Qu’on le veuille ou non, la franchise 007 est très vite devenue le mètre étalon d’un genre tout entier. Impossible de réaliser un film d’espionnage où que ce soit dans le monde sans y être comparé. On s’inspire de James Bond, on parodie James Bond ou on s’oppose à James Bond. Cette dernière option est même en passe de devenir la norme. Depuis la chute du Mur de Berlin et la fin de la Guerre Froide, l’espion amateur de belles voitures et de vodka-martini n’en finit plus d’être considéré comme dépassé, obsolète. Débutée avec l’arrivée de Pierce Brosnan dans le rôle, la déconstruction de l’icône virile des 60’s se poursuit encore aujourd’hui et les agents Ethan Hunt et Jason Bourne, l’acrobate et la machine à tuer, n’ont de cesse de lui disputer sa popularité.

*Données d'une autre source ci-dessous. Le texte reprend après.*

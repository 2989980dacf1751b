//! Start-up seeding of the floor, menu and staff from the floor configuration.
//!
//! Runs on every launch. Entries that already exist are skipped, never
//! overwritten: tables are matched by number, menu items by code and users by
//! username. Zones carry no natural key, so they are only inserted into an
//! empty zone table.

use crate::{
    config::floor::FloorConfig,
    core::menu::MAX_PRICE,
    entities::{
        DiningTable, MenuItem, TableStatus, User, Zone, dining_table, menu_item, user, zone,
    },
    errors::{Error, Result},
};
use sea_orm::{DatabaseTransaction, Set, TransactionTrait, prelude::*};
use tracing::{debug, info, instrument};

/// How many rows of each kind a seeding run inserted.
#[derive(Debug, Clone, Copy, Default, PartialEq, Eq)]
pub struct SeedSummary {
    /// New tables
    pub tables: usize,
    /// New zones
    pub zones: usize,
    /// New menu items
    pub menu_items: usize,
    /// New users
    pub users: usize,
}

/// Applies `config` to the store in one transaction.
///
/// # Errors
/// Returns `Error::Config` for a table with fewer than one chair or a menu
/// price outside `0..=MAX_PRICE`, and any database error. Nothing is written
/// if an error occurs.
#[instrument(skip(db, config))]
pub async fn seed_floor(db: &DatabaseConnection, config: &FloorConfig) -> Result<SeedSummary> {
    info!(
        tables = config.tables.len(),
        zones = config.zones.len(),
        menu_items = config.menu_items.len(),
        users = config.users.len(),
        "Seeding floor from configuration"
    );

    let txn = db.begin().await?;
    let summary = SeedSummary {
        tables: seed_tables(&txn, config).await?,
        zones: seed_zones(&txn, config).await?,
        menu_items: seed_menu_items(&txn, config).await?,
        users: seed_users(&txn, config).await?,
    };
    txn.commit().await?;

    info!(?summary, "Finished seeding floor");
    Ok(summary)
}

async fn seed_tables(txn: &DatabaseTransaction, config: &FloorConfig) -> Result<usize> {
    let mut inserted = 0;
    for table in &config.tables {
        if table.chairs < 1 {
            return Err(Error::Config {
                message: format!("Table {} needs at least one chair", table.number),
            });
        }
        let exists = DiningTable::find()
            .filter(dining_table::Column::Number.eq(table.number))
            .one(txn)
            .await?
            .is_some();
        if exists {
            debug!(number = table.number, "Table already exists. Skipping.");
            continue;
        }

        dining_table::ActiveModel {
            number: Set(table.number),
            chairs: Set(table.chairs),
            status: Set(TableStatus::Available),
            top: Set(table.top),
            left: Set(table.left),
            ..Default::default()
        }
        .insert(txn)
        .await?;
        inserted += 1;
    }
    Ok(inserted)
}

async fn seed_zones(txn: &DatabaseTransaction, config: &FloorConfig) -> Result<usize> {
    if config.zones.is_empty() || Zone::find().count(txn).await? > 0 {
        return Ok(0);
    }
    for region in &config.zones {
        zone::ActiveModel {
            zone_type: Set(region.zone_type),
            top: Set(region.top),
            left: Set(region.left),
            width: Set(region.width),
            height: Set(region.height),
            ..Default::default()
        }
        .insert(txn)
        .await?;
    }
    Ok(config.zones.len())
}

async fn seed_menu_items(txn: &DatabaseTransaction, config: &FloorConfig) -> Result<usize> {
    let mut inserted = 0;
    for item in &config.menu_items {
        if !(0..=MAX_PRICE).contains(&item.price) {
            return Err(Error::Config {
                message: format!("Menu item {} has an invalid price {}", item.code, item.price),
            });
        }
        let exists = MenuItem::find()
            .filter(menu_item::Column::Code.eq(item.code.as_str()))
            .one(txn)
            .await?
            .is_some();
        if exists {
            debug!(code = %item.code, "Menu item already exists. Skipping.");
            continue;
        }

        menu_item::ActiveModel {
            name: Set(item.name.clone()),
            item_type: Set(item.item_type),
            price: Set(item.price),
            code: Set(item.code.clone()),
            ..Default::default()
        }
        .insert(txn)
        .await?;
        inserted += 1;
    }
    Ok(inserted)
}

async fn seed_users(txn: &DatabaseTransaction, config: &FloorConfig) -> Result<usize> {
    let mut inserted = 0;
    for account in &config.users {
        let exists = User::find()
            .filter(user::Column::Username.eq(account.username.as_str()))
            .one(txn)
            .await?
            .is_some();
        if exists {
            debug!(username = %account.username, "User already exists. Skipping.");
            continue;
        }

        user::ActiveModel {
            username: Set(account.username.clone()),
            email: Set(account.email.clone()),
            role: Set(account.role),
            created_at: Set(chrono::Utc::now()),
            ..Default::default()
        }
        .insert(txn)
        .await?;
        inserted += 1;
    }
    Ok(inserted)
}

Mais bien avant la créature amnésique de Robert Ludlum et l’alter-ego protéiforme de Tom Cruise, d’autres s’opposaient déjà aux fantasmes pulp de Ian Fleming. C’est notamment le cas de John Le Carré et de son anti-héros George Smiley, personnage central de neuf romans. Un espion rondouillard, quelconque, avec des lunettes et une calvitie naissante, un fonctionnaire tout ce qu’il y a de plus ennuyeux et se tenant aussi éloigné que possible du terrain. Tellement éloigné d’ailleurs qu’il n’apparaît qu’en périphérie de L’Espion qui venait du froid, adaptation maussade et nihiliste du troisième roman de la série. Ironiquement, Alec Leamas, le personnage principal, est bien plus proche de James Bond dont il est le pendant réaliste, alcoolique et désabusé. Bousillé par le jeu de dupes auquel il participe depuis trop longtemps, marqué par les trahisons à répétition, Leamas persiste dans sa mission par habitude, parce qu’il ne sait rien faire d’autre. Et c’est là une idée de génie que d’avoir confié le rôle au gallois Richard Burton qui, à quarante ans à peine, en paraît 60 et dont l’alcoolisme chronique était de notoriété publique. Traqué entre chaque prise par son épouse Elizabeth Taylor, Burton n’a même plus besoin de jouer : il EST Alec Leamas. Une prestation très justement nommée aux oscars en 1966 et qui témoigne de la même intensité que celle d’un Marlon Brando dans Sur les quais.
Tous pourris !
À la mise en scène, Martin Ritt, cinéaste new-yorkais jadis blacklisté par la commission MacCarthy, déjoue quelque peu les pronostics. De par sa sensibilité très portée à gauche, le réalisateur d’Edge of the City et de The Sound and the Fury était forcément très attendu sur sa vision de la Guerre Froide. Lucide, Ritt ne prend parti ni pour le bloc de l’Ouest, ni pour le bloc de l’Est. Les méthodes de chaque camp sont peu ou prou les mêmes et en cela, le réalisateur reste fidèle à la vision de John Le Carré. Bien qu’un regard bienveillant soit porté sur l’engagement politique du personnage joué avec une belle candeur par Claire Bloom, sa naïveté dans un monde de requins signe en réalité son arrêt de mort. À la toute fin (SPOILER), Leamac choisit de rejoindre la jeune femme, abattue par un sniper invisible, au pied du Mur de Berlin, ignorant la main tendue par son collègue, le fameux George Smiley. Leamac est également abattu et la caméra l’observe s’écrouler silencieusement, de loin. On pourrait y voir un geste romantique, désespéré, de la part du vieil espion. L’interprétation reste ouverte mais il ne fait aucun doute que Martin Ritt épingle là la terrible spirale de violences et de mensonges de la Guerre Froide et qu’il en tire ce constat amer : la mort est encore la seule échappatoire (fin du SPOILER).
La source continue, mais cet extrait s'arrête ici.